Dr. Tom Price, the U.S. Secretary of
Health & Human Services has said the Congressional Budget Office’s recent “score”
of the Republican Obamacare replacement bill defies
logic. Even worse, it defies the very rules which govern the CBO.
The 2016 Budget Resolution, agreed by both
the House and Senate in May 2015 directed the CBO to do so-called dynamic scoring of major
legislation. Dynamic scoring includes
proposed laws’ macroeconomic effects. It is especially important when new laws
cut taxes, as the American Health Care Act would do. Old fashioned, static analysis
does not result in accurate estimates.
For example, say a 10 percent tax on a
base of $100 million raises $10 million. Cutting that tax to five percent would
cut revenue by $5 million, under static analysis. This ignores the economic
growth that would occur as a result of the tax cut.

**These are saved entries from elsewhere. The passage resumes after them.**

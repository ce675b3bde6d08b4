use super::{codes, ErrorCode, Hint};
use serde::Serialize;

#[derive(Debug, Serialize)]
#[serde(rename_all = "camelCase")]
pub struct ErrorHelpSummary {
    pub code: String,
    pub summary: String,
}

#[derive(Debug, Serialize)]
#[serde(rename_all = "camelCase")]
pub struct ErrorHelp {
    pub code: String,
    pub summary: String,
    pub details_schema: serde_json::Value,
    pub hints: Vec<Hint>,
}

pub fn list() -> Vec<ErrorHelpSummary> {
    codes::all_codes()
        .iter()
        .copied()
        .map(|code| {
            let help = explain(code);
            ErrorHelpSummary {
                code: help.code,
                summary: help.summary,
            }
        })
        .collect()
}

fn help(
    code: ErrorCode,
    summary: &str,
    details_schema: serde_json::Value,
    hint: &str,
) -> ErrorHelp {
    ErrorHelp {
        code: code.as_str().to_string(),
        summary: summary.to_string(),
        details_schema,
        hints: vec![Hint {
            message: hint.to_string(),
        }],
    }
}

pub fn explain(code: ErrorCode) -> ErrorHelp {
    match code {
        ErrorCode::ConfigInvalidJson => help(
            code,
            "Configuration JSON is invalid",
            serde_json::json!({"path":"string","error":"string"}),
            "Fix JSON syntax in helperkit.json or run `helperkit config reset`",
        ),
        ErrorCode::ConfigInvalidValue => help(
            code,
            "Configuration value is invalid",
            serde_json::json!({"key":"string","value":"string?","problem":"string"}),
            "Correct the config value to match expected type/format",
        ),
        ErrorCode::ValidationMissingArgument => help(
            code,
            "Missing required CLI argument",
            serde_json::json!({"args":"string[]"}),
            "Rerun the command with the required argument(s)",
        ),
        ErrorCode::ValidationInvalidArgument => help(
            code,
            "Invalid argument",
            serde_json::json!({"field":"string","problem":"string","id":"string?","tried":"string[]?"}),
            "Verify the argument value and try again",
        ),
        ErrorCode::ValidationInvalidJson => help(
            code,
            "Invalid JSON input",
            serde_json::json!({"error":"string","context":"string?"}),
            "Validate the JSON you passed to the command",
        ),
        ErrorCode::ValidationUnknownErrorCode => help(
            code,
            "Unknown error code",
            serde_json::json!({"code":"string"}),
            "Run `helperkit error list` to list available codes",
        ),
        ErrorCode::ArithmeticDivisionByZero => help(
            code,
            "Divisor is zero after coercion",
            serde_json::json!({"dividend":"string","divisor":"string"}),
            "Pass a non-zero divisor",
        ),
        ErrorCode::ArithmeticUnknownOperator => help(
            code,
            "Operator is not one of the supported operations",
            serde_json::json!({"operator":"string","allowed":"string[]"}),
            "Use one of: sum, subtract, multiply, divide",
        ),
        ErrorCode::HttpRequestFailed => help(
            code,
            "HTTP request could not be completed",
            serde_json::json!({"method":"string","url":"string","error":"string"}),
            "Check the URL, network connectivity and timeout",
        ),
        ErrorCode::HttpStatusError => help(
            code,
            "Server answered with a 4xx/5xx status",
            serde_json::json!({"method":"string","url":"string","status":"number","body":"string"}),
            "Inspect error.details.body for the server's explanation",
        ),
        ErrorCode::InternalIoError => help(
            code,
            "I/O error",
            serde_json::json!({"error":"string","context":"string?"}),
            "Check file permissions and paths",
        ),
        ErrorCode::InternalJsonError => help(
            code,
            "JSON serialization error",
            serde_json::json!({"error":"string","context":"string?"}),
            "Retry; if it persists, report a bug",
        ),
        ErrorCode::InternalUnexpected => help(
            code,
            "Unexpected internal error",
            serde_json::json!({"error":"string"}),
            "Retry; if it persists, report a bug",
        ),
    }
}

#[cfg(test)]
mod tests {
    use super::*;

    #[test]
    fn list_covers_all_codes() {
        assert_eq!(list().len(), codes::all_codes().len());
    }

    #[test]
    fn explain_uses_dotted_code() {
        let help = explain(ErrorCode::ArithmeticDivisionByZero);
        assert_eq!(help.code, "arithmetic.division_by_zero");
        assert_eq!(help.hints.len(), 1);
    }
}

The AHCA eliminates almost all of
Obamacare’s taxes. Even according to the CBO’s static analysis, the bill will
reduce the federal deficit by $337 billion over 10 years. This combines a
spending cut of $1.2 trillion and a cut in tax revenue of $0.9 trillion.
This effect on the federal government
disguises the reform’s benefits to real people.
The CBO claims it did not have
enough time to prepare a dynamic analysis. Fortunately, the National
Center for Policy Analysis has just done so. The analysis concludes the
AHCA would increase real Gross Domestic Product by $426 billion, or 1.5
percent; increase private sector employment by 940,000, or 0.49 percent; and
increase personal income by $185 billion, or 0.76 percent.
Critics of the bill focus on the increase
in the number of uninsured Americans who will lose coverage under the AHCA. The
media tried to instill panic by highlighting the estimate of 24 million losing
coverage by 2024. This is inaccurate because only 10 million will lose actual
health insurance. The other 14 million will lose access to the welfare program
called Medicaid, which provides poor
access to care and results in surges of visits to hospitals’
emergency departments.
The CBO’s crude numbers ignore the
fundamental change in how Congress will finance Medicaid. Instead of just
handing money over to states according to a formula that promotes fiscal insolvency,
states will receive fixed funding and be freer to innovate how they deliver
health care. Medicaid reform is on a path to replicate the success of other
welfare reform passed in 1996, which
put millions back to work.
The estimate of 10 million losing actual
insurance is also off-base, because it includes seven million estimated to lose
employer-based coverage, versus under Obamacare. This is unrealistic because
the AHCA will promote economic growth, while Obamacare has stifled it. The GOP
reform will lead to more jobs with health benefits.
One way Obamacare stifles growth is the
structure of its tax credits, which impose high
marginal income tax rates at certain income levels up to 400 percent of the
Federal Poverty Level. The CBO itself estimates this will cost two
million jobs in 2025. Avik
Roy explains this drawback is also a feature of the AHCA’s tax credits,
which are adjusted for age. However, the tax credits are not adjusted for
income for people whose incomes are higher than the Medicaid cut-off and up to
$75,000 for an individual or $150,000 for a family.
According to Dr. Roy’s analysis, a 40-year
old with an income up to about $12,500 would be on Medicaid, which is “free.” Once
he earns $12,501, he gets kicked off Medicaid and has to buy individual health
insurance for just under $2,000 annually, after having been helped by the
AHCA’s tax credit.
For anyone around that income level, this
provides a huge disincentive to work. However, the effect does not impact
anyone already earning more than $12,500. Nobody else earning higher incomes
would suffer this disincentive under the AHCA.
Under Obamacare,
catastrophically high marginal income taxes attack individuals all the way up
the income scale to just under $50,000 for a single person or $100,000 for a
family of four.
For any working person who wants to be
free of worrying whether working an extra shift or getting a promotion will
cause a drop in her income after paying for health insurance, the GOP Obamacare
replacement bill offers meaningful relief.